More people use Ubuntu than anyone actually knows - rbanffy
http://blog.dustinkirkland.com/2015/12/more-people-use-ubuntu-than-anyone.html
======
rdtsc
I like Ubuntu and have gotten most of my family to switch. LTS for some who
are far away.

It is also interesting to watch people like my mom, who never used another
desktop before, learn Ubuntu. Then I showed her a Mac desktop and a Windows
one and she said "they are not user friendly" \-- I thought was pretty funny.

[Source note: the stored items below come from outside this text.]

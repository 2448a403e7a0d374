//! Logic-engine seam: consult a program file, then run goals against it.

use crate::domain::errors::{EngineError, EngineResult};
use crate::domain::models::Solution;
use async_trait::async_trait;
use std::collections::VecDeque;
use std::path::{Path, PathBuf};
use std::sync::Mutex;

#[async_trait]
pub trait LogicEngine: Send + Sync {
    /// Loads the program at `path`, replacing whatever was consulted before.
    async fn consult(&mut self, path: &Path) -> EngineResult<()>;

    /// Runs `goal` (no `?-`, no terminator) and collects every solution.
    ///
    /// A goal that simply fails yields an empty vector; exceptions raised by
    /// the goal are errors.
    async fn query(&self, goal: &str) -> EngineResult<Vec<Solution>>;
}

/// Engine stand-in with canned answers.
///
/// `consult` captures the text of the consulted file so tests can compare it
/// with what the LLM produced.
#[derive(Default)]
pub struct ScriptedEngine {
    consult_error: Option<EngineError>,
    consulted: Vec<(PathBuf, String)>,
    answers: Mutex<VecDeque<EngineResult<Vec<Solution>>>>,
    goals: Mutex<Vec<String>>,
}

impl ScriptedEngine {
    pub fn new(answers: Vec<EngineResult<Vec<Solution>>>) -> Self {
        Self {
            answers: Mutex::new(answers.into()),
            ..Self::default()
        }
    }

    pub fn failing_consult(error: EngineError) -> Self {
        Self {
            consult_error: Some(error),
            ..Self::default()
        }
    }

    /// Every `(path, contents)` pair seen by `consult`, oldest first.
    pub fn consulted(&self) -> &[(PathBuf, String)] {
        &self.consulted
    }

    pub fn goals(&self) -> Vec<String> {
        self.goals.lock().unwrap_or_else(|e| e.into_inner()).clone()
    }
}

#[async_trait]
impl LogicEngine for ScriptedEngine {
    async fn consult(&mut self, path: &Path) -> EngineResult<()> {
        if let Some(error) = &self.consult_error {
            return Err(error.clone());
        }
        let contents = tokio::fs::read_to_string(path)
            .await
            .map_err(|e| EngineError::ConsultFailed {
                path: path.display().to_string(),
                message: e.to_string(),
            })?;
        self.consulted.push((path.to_path_buf(), contents));
        Ok(())
    }

    async fn query(&self, goal: &str) -> EngineResult<Vec<Solution>> {
        if self.consulted.is_empty() {
            return Err(EngineError::NotConsulted);
        }
        self.goals
            .lock()
            .unwrap_or_else(|e| e.into_inner())
            .push(goal.to_string());
        self.answers
            .lock()
            .unwrap_or_else(|e| e.into_inner())
            .pop_front()
            .unwrap_or_else(|| Ok(Vec::new()))
    }
}
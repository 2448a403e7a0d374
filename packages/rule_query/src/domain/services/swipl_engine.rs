//! SWI-Prolog engine driven through the `swipl` executable.
//!
//! `swipl` keeps its predicate database in process-global state, so instead of
//! holding one interpreter we remember the consulted file and start a fresh
//! process per operation. `consult` loads the file once with
//! `--on-error=status` to surface load errors; every `query` re-consults it and
//! prints one marked JSON line per solution.

use crate::domain::errors::{EngineError, EngineResult};
use crate::domain::models::{Binding, EngineConfig, Solution};
use crate::domain::services::logic_engine::LogicEngine;
use async_trait::async_trait;
use std::io::ErrorKind;
use std::path::{Path, PathBuf};
use std::process::{Output, Stdio};
use std::time::Duration;
use tokio::process::Command;
use tokio::time::timeout;

/// Prefix of every solution line written by [`QUERY_GOAL`]
pub const SOLUTION_MARKER: &str = "@@solution ";

/// Loads the file named by the last command-line argument.
const CONSULT_GOAL: &str = "current_prolog_flag(argv, Argv), last(Argv, File), consult(File)";

/// Loads the file, parses the query with its variable names, and prints every
/// solution as a JSON array of `[name, value]` pairs. Exceptions end the
/// process with status 2.
const QUERY_GOAL: &str = r#"catch(
    ( current_prolog_flag(argv, Argv),
      append(_, [File, Query], Argv),
      consult(File),
      use_module(library(http/json)),
      term_string(Goal, Query, [variable_names(Names)]),
      forall(call(Goal),
             ( findall([Name, Text],
                       ( member(Name = Value, Names),
                         \+ sub_atom(Name, 0, 1, _, '_'),
                         format(string(Text), "~w", [Value]) ),
                       Rows),
               format("@@solution "),
               json_write(current_output, Rows, [width(0)]),
               nl )),
      halt(0)
    ),
    Error,
    ( print_message(error, Error), halt(2) ))"#;

pub struct SwiplEngine {
    config: EngineConfig,
    program: Option<PathBuf>,
}

impl SwiplEngine {
    pub fn new(config: EngineConfig) -> Self {
        Self {
            config,
            program: None,
        }
    }

    /// Whether the configured executable starts at all.
    pub async fn is_available(&self) -> bool {
        Command::new(&self.config.swipl_path)
            .arg("--version")
            .stdin(Stdio::null())
            .output()
            .await
            .map(|output| output.status.success())
            .unwrap_or(false)
    }

    pub fn consulted(&self) -> Option<&Path> {
        self.program.as_deref()
    }

    async fn run(&self, goal: &str, extra_flags: &[&str], args: &[&str]) -> EngineResult<Output> {
        let mut command = Command::new(&self.config.swipl_path);
        command
            .args(["-q", "-f", "none"])
            .args(extra_flags)
            .args(["-g", goal, "-t", "halt", "--"])
            .args(args)
            .stdin(Stdio::null())
            .stdout(Stdio::piped())
            .stderr(Stdio::piped())
            .kill_on_drop(true);

        let timeout_ms = self.config.timeout_ms;
        match timeout(Duration::from_millis(timeout_ms), command.output()).await {
            Ok(Ok(output)) => Ok(output),
            Ok(Err(e)) if e.kind() == ErrorKind::NotFound => Err(EngineError::Unavailable(format!(
                "'{}' not found; install SWI-Prolog (https://www.swi-prolog.org/download/stable) or set SWIPL_PATH",
                self.config.swipl_path.display()
            ))),
            Ok(Err(e)) => Err(EngineError::Unavailable(e.to_string())),
            Err(_) => Err(EngineError::Timeout(timeout_ms)),
        }
    }
}

#[async_trait]
impl LogicEngine for SwiplEngine {
    async fn consult(&mut self, path: &Path) -> EngineResult<()> {
        let file = path.to_string_lossy();
        let output = self.run(CONSULT_GOAL, &["--on-error=status"], &[file.as_ref()]).await?;

        if !output.status.success() {
            return Err(EngineError::ConsultFailed {
                path: file.to_string(),
                message: stderr_text(&output),
            });
        }
        tracing::debug!(path = %file, "program consulted");
        self.program = Some(path.to_path_buf());
        Ok(())
    }

    async fn query(&self, goal: &str) -> EngineResult<Vec<Solution>> {
        let program = self.program.as_ref().ok_or(EngineError::NotConsulted)?;
        let file = program.to_string_lossy();
        let output = self.run(QUERY_GOAL, &[], &[file.as_ref(), goal]).await?;

        if !output.status.success() {
            return Err(EngineError::QueryFailed(stderr_text(&output)));
        }
        parse_solutions(&String::from_utf8_lossy(&output.stdout))
    }
}

fn stderr_text(output: &Output) -> String {
    let text = String::from_utf8_lossy(&output.stderr).trim().to_string();
    if text.is_empty() {
        format!("swipl exited with {}", output.status)
    } else {
        text
    }
}

/// Decodes the marked solution lines; anything else the program printed is ignored.
pub fn parse_solutions(stdout: &str) -> EngineResult<Vec<Solution>> {
    stdout
        .lines()
        .filter_map(|line| line.strip_prefix(SOLUTION_MARKER))
        .map(|row| {
            let pairs: Vec<(String, String)> = serde_json::from_str(row)
                .map_err(|e| EngineError::InvalidOutput(format!("{}: {}", e, row)))?;
            Ok(Solution::new(
                pairs
                    .into_iter()
                    .map(|(variable, value)| Binding { variable, value })
                    .collect(),
            ))
        })
        .collect()
}
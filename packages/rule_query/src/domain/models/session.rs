use crate::domain::models::solution::{QueryOutcome, Verdict};
use serde::{Deserialize, Serialize};
use std::fmt::{Display, Formatter, Result as FmtResult};

/// Lifecycle of a rule/query session.
///
/// `Created -> RulesLoaded -> Querying* -> CleanedUp`; `CleanedUp` is terminal.
#[derive(Debug, Clone, Copy, Serialize, Deserialize, PartialEq, Eq)]
#[serde(rename_all = "snake_case")]
pub enum SessionState {
    Created,
    RulesLoaded,
    Querying,
    CleanedUp,
}

impl SessionState {
    pub fn accepts_queries(&self) -> bool {
        matches!(self, SessionState::RulesLoaded | SessionState::Querying)
    }
}

impl Display for SessionState {
    fn fmt(&self, f: &mut Formatter<'_>) -> FmtResult {
        let label = match self {
            SessionState::Created => "CREATED",
            SessionState::RulesLoaded => "RULES_LOADED",
            SessionState::Querying => "QUERYING",
            SessionState::CleanedUp => "CLEANED_UP",
        };
        write!(f, "{}", label)
    }
}

/// A natural-language test question to run against the loaded rules
#[derive(Debug, Clone, Serialize, Deserialize, PartialEq)]
pub struct TestCase {
    pub title: String,
    pub question: String,
}

impl TestCase {
    pub fn new(title: impl Into<String>, question: impl Into<String>) -> Self {
        Self {
            title: title.into(),
            question: question.into(),
        }
    }
}

/// Everything observed while running one test case
#[derive(Debug, Clone, Serialize, Deserialize)]
pub struct CaseReport {
    pub title: String,
    pub question: String,
    #[serde(skip_serializing_if = "Option::is_none")]
    pub query: Option<String>,
    #[serde(skip_serializing_if = "Option::is_none")]
    pub outcome: Option<QueryOutcome>,
    #[serde(skip_serializing_if = "Option::is_none")]
    pub verdict: Option<Verdict>,
    #[serde(skip_serializing_if = "Option::is_none")]
    pub narration: Option<String>,
    #[serde(skip_serializing_if = "Option::is_none")]
    pub error: Option<String>,
    pub executed_at: chrono::DateTime<chrono::Utc>,
}

impl CaseReport {
    pub fn new(case: &TestCase) -> Self {
        Self {
            title: case.title.clone(),
            question: case.question.clone(),
            query: None,
            outcome: None,
            verdict: None,
            narration: None,
            error: None,
            executed_at: chrono::Utc::now(),
        }
    }

    pub fn set_outcome(&mut self, outcome: QueryOutcome) {
        self.verdict = Some(outcome.verdict());
        self.outcome = Some(outcome);
    }

    pub fn is_failure(&self) -> bool {
        self.error.is_some()
    }
}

But I also hear a lot of hate from developers about Ubuntu lately -- "It is
not really free", "They changed my Gnome desktop, I'll never use this piece of
crap again". "They hate systemd and invented their own thing!. --No, they
adopted systemd now. --Oh... ok, well they still have a stupid user
interface!". Kind of stuff.

What a bunch of whiners and complainers. Before that it was complaints for a
decade -- Linux on desktop. "Year of the Linux Desktop -- such a joke". We had
Mandriva, Redhat, Gentoo, others for years and they couldn't create desktop
usable for average people -- hardware support was bad, interface sucked,
design was bad, still had to use command lines to configure things etc. Then
Ubuntu came, tried to do something about it, and while not perfect, made a
huge improvement. Now it is possible for normal users to use a Linux desktop
and many are using it as such. And because developers use it for development,
the server version also ends up in production often.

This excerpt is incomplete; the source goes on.